PG Super25 sails into 2016

Jeff Dahn     
Photo: Perfect Game

FORT MYERS, Fla. – Perfect Game launched its unique Super25 tournament series in 2014 based on the concept of promoting true “team” baseball where squads with set rosters can progress through regional or qualifying tournaments on their way to winning a PG national championship.

The PG Super25 sets sail for its third season in 2016 with new National Director Bob Barth intent on further developing the “one team, one roster” concept the original organizers promoted while increasing opportunities and doing so with the full backing of PG ownership and upper-management.

“I think as a whole … (President) Jerry Ford and the rest of the people at Perfect Game have decided to continue Super25 and make it better,” Barth said late last month. “We think it’s a very viable program and we think it’s good for baseball all the way up and down the spectrum.”

Barth points out the PG Super25 tournament series is Perfect Game’s only true national championship that is progressive. Teams must win at the Super Qualifier or Regional tournament level in order to reach one of the seven age-group PG Super25 National Championships, all played in Fort Myers.

Incentives have been added to make the process even more attractive to the participating teams, including paid berths to the National Championships for the champions emerging from Super Qualifier and Regional tournament competition. These free invitations are similar to those awarded to the champions at PG WWBA Qualifiers which allows team to participate without having to pay an entry fee into the PG WWBA World Championship in Jupiter, Fla.

It is a format Perfect Game National Vice President for Tournaments Taylor McCollough has seen work successfully during his tenure at PG and one he fully endorses for the Super25.

"We are excited with the changes to the Super25 in year three,” McCollough said. “It started as an idea in 2014 and now are looking to make it a staple in the PG tournament division in 2016. We have brought on our top Regional Director Bob Barth and his staff, who have built the (PG Super25) Mid-Atlantic Region to 500-plus teams annually, to lead the charge and implement his system nationally.  We feel that this is exactly what we need to get the Super25 over the top."

The goal of Barth and his staff of assistant directors is to put the PG Super25 national championship events on an equal footing with PG’s other prominent tournament national series: World Wood Bat Association (WWBA), Baseball Championship Series (BCS) and the PG World Series (PGWS).

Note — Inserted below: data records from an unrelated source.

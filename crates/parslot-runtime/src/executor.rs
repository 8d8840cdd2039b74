//! Fixed thread-pool executor
//!
//! A non-resizable pool of named OS threads created once and shared by
//! every `for_each` call. Threads block on a condvar while the job
//! queue is empty and exit when the stop flag is set. The executor is
//! joined on drop.

use std::collections::VecDeque;
use std::sync::atomic::{AtomicBool, Ordering};
use std::sync::{Arc, Condvar, Mutex};
use std::thread::{self, JoinHandle};

use parslot_core::ptrace;

/// A unit of work submitted to the executor.
///
/// Jobs are required to be panic-free: slot tasks catch panics from
/// the user action internally and report them through their
/// completion handle.
pub type Job = Box<dyn FnOnce() + Send + 'static>;

/// State shared between the submitting side and the executor threads
struct ExecInner {
    /// Pending jobs, oldest first
    queue: Mutex<VecDeque<Job>>,

    /// Signalled on push and on stop
    available: Condvar,

    /// Shutdown flag
    stop: AtomicBool,
}

/// Fixed pool of executor threads.
///
/// One instance is owned per dispatcher; its size equals the worker
/// pool size, so at most that many jobs are ever pending.
pub struct FixedExecutor {
    inner: Arc<ExecInner>,
    handles: Vec<JoinHandle<()>>,
    threads: usize,
}

impl FixedExecutor {
    /// Spawn `threads` executor threads named `{name}-{i}`.
    pub fn new(threads: usize, name: &str) -> Self {
        debug_assert!(threads > 0);
        let inner = Arc::new(ExecInner {
            queue: Mutex::new(VecDeque::with_capacity(threads)),
            available: Condvar::new(),
            stop: AtomicBool::new(false),
        });

        let mut handles = Vec::with_capacity(threads);
        for i in 0..threads {
            let inner = Arc::clone(&inner);
            let handle = thread::Builder::new()
                .name(format!("{}-{}", name, i))
                .spawn(move || exec_loop(inner, i))
                .expect("failed to spawn executor thread");
            handles.push(handle);
        }

        FixedExecutor {
            inner,
            handles,
            threads,
        }
    }

    /// Queue a job for execution on some executor thread.
    ///
    /// Never blocks; the queue is unbounded but its depth is bounded
    /// in practice by the caller's worker pool.
    pub fn submit(&self, job: Job) {
        let mut queue = self.inner.queue.lock().unwrap();
        queue.push_back(job);
        drop(queue);
        self.inner.available.notify_one();
    }

    /// Number of executor threads
    #[inline]
    pub fn thread_count(&self) -> usize {
        self.threads
    }

    /// Stop all threads and wait for them to finish.
    ///
    /// Jobs still queued when the stop flag is seen are discarded.
    pub fn shutdown(&mut self) {
        self.inner.stop.store(true, Ordering::SeqCst);
        self.inner.available.notify_all();
        for handle in self.handles.drain(..) {
            let _ = handle.join();
        }
    }
}

impl Drop for FixedExecutor {
    fn drop(&mut self) {
        self.shutdown();
    }
}

/// Executor thread main loop
fn exec_loop(inner: Arc<ExecInner>, thread_index: usize) {
    ptrace!("executor thread {} started", thread_index);
    loop {
        let job = {
            let mut queue = inner.queue.lock().unwrap();
            loop {
                if inner.stop.load(Ordering::Acquire) {
                    break None;
                }
                if let Some(job) = queue.pop_front() {
                    break Some(job);
                }
                queue = inner.available.wait(queue).unwrap();
            }
        };

        match job {
            Some(job) => job(),
            None => break,
        }
    }
    ptrace!("executor thread {} stopped", thread_index);
}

This will be accomplished by keeping the Super25 distinct with its “one team, one roster” philosophy.

The biggest change being made in year three involves the PG Super25 calendar of events, which will see a sizable increase in the number of Super Qualifier and Regional tournaments all across the country. The goal is to get more teams and players involved and make the championship tournaments truly “national” in scope.

“Right now our goal is to flood the areas we’re really big in to continue to try to get more teams involved from those areas while opening up new areas slowly but surely and giving people two or three events to chew on,” Barth said.

The PG Super25 tournament series has numerous selling points, with the progressive aspect of the championship firmly entrenched at No. 1. The events feature only a select group of teams that have been played together as unit throughout the series – rosters cannot be “stacked” for the national championships.

The best way to describe it, perhaps, is the continuation of a typical high school season where teams might play for a league championship and then advance to play at the district, regional and substate level before competing at their respective state tournaments.

“(Super25) promotes team baseball and at Perfect Game we’re all about what’s best for the game of baseball,” Barth said. “… The reason we have the Super25 as one of our important (series) is because we’re all baseball people who enjoy the progressive, team championship that we all grew up with.”

It’s important to understand this is not an “either-or” proposition. The WWBA, BCS Finals and PG World Series have grown into the most respected summer and fall high school-age amateur baseball tournaments in the country, bringing together the top prospects from coast-to-coast to perform at the highest level. The PG Super25 simply provides an alternative for teams looking for roster rules that differ from those respected travel ball series.

An example of this cooperative effort enjoyed between the PG tournament series can be seen on PG’s 2016 tournament schedule: All of the PG Super25 National Championships will be played in Fort Myers on the same dates as their respective PG BCS Finals (both tournament series use composite bats).

The duplicate dates will result in a bonanza of teams from the same age-group brought together in one place for five days of non-stop play on Fort Myers’ vast array of major league quality playing fields.

“To me there is nothing in baseball that should be promoted more than the team; that is what the game is about,” Barth concluded. “That’s why I love the Super25 platform because I believe it’s pure baseball. (PG runs) some of the best events in the world but we wanted was to have a progressive world series where teams have to win to advance.

“We’re going to do our best to make sure that anyone that attends any of our events nationwide in Super25 has a great experience and enjoys what we’re trying to do.”